[Records contained in a dataset]

· · · · · · ·

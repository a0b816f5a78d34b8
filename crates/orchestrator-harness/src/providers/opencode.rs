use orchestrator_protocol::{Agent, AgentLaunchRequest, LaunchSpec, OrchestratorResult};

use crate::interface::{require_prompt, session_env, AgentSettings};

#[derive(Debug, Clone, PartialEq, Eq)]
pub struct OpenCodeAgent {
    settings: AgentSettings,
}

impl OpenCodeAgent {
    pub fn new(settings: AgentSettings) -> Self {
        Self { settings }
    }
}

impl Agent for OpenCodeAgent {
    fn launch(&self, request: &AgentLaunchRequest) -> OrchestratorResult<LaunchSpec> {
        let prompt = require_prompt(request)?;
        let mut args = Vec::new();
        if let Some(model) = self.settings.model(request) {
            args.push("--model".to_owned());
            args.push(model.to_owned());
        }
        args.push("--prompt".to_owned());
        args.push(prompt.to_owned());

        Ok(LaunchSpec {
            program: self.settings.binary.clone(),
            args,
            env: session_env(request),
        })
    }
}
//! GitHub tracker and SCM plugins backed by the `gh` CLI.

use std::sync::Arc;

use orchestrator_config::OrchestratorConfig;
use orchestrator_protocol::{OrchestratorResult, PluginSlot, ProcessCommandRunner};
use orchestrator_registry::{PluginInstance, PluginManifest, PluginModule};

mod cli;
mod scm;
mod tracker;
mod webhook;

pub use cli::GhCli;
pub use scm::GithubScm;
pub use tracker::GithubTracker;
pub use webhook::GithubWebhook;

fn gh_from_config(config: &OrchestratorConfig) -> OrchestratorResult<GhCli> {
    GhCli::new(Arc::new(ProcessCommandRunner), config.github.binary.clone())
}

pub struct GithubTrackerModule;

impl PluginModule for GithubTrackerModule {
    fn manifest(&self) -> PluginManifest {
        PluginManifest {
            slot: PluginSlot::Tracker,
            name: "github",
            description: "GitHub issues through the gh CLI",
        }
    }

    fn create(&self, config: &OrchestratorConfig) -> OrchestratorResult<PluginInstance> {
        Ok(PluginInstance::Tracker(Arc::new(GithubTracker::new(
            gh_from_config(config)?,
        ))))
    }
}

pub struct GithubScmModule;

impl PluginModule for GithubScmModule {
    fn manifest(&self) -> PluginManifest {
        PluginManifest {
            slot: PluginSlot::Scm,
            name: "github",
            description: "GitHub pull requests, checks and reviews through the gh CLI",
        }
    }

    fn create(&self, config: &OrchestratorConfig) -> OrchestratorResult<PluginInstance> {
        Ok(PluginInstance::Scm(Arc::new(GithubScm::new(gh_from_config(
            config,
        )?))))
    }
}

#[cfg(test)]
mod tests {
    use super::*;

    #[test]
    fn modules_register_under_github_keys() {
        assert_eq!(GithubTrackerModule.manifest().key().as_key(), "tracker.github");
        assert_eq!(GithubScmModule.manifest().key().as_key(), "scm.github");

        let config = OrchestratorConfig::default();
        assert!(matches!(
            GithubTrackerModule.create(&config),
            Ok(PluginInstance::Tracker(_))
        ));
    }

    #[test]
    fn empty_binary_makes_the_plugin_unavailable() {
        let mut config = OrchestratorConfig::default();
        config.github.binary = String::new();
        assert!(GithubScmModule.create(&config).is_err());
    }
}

· · · · · · ·

- **Work request**
Repeat every line of the data word for word until you have repeated the line that contains "impl Agent for", which is the last one to include.

- **Task solution**
repository a0b816f5a78d34b8
filename crates/orchestrator-harness/src/providers/opencode.rs
use orchestrator_protocol::{Agent, AgentLaunchRequest, LaunchSpec, OrchestratorResult};

use crate::interface::{require_prompt, session_env, AgentSettings};

#[derive(Debug, Clone, PartialEq, Eq)]
pub struct OpenCodeAgent {
    settings: AgentSettings,
}

impl OpenCodeAgent {
    pub fn new(settings: AgentSettings) -> Self {
        Self { settings }
    }
}

impl Agent for OpenCodeAgent {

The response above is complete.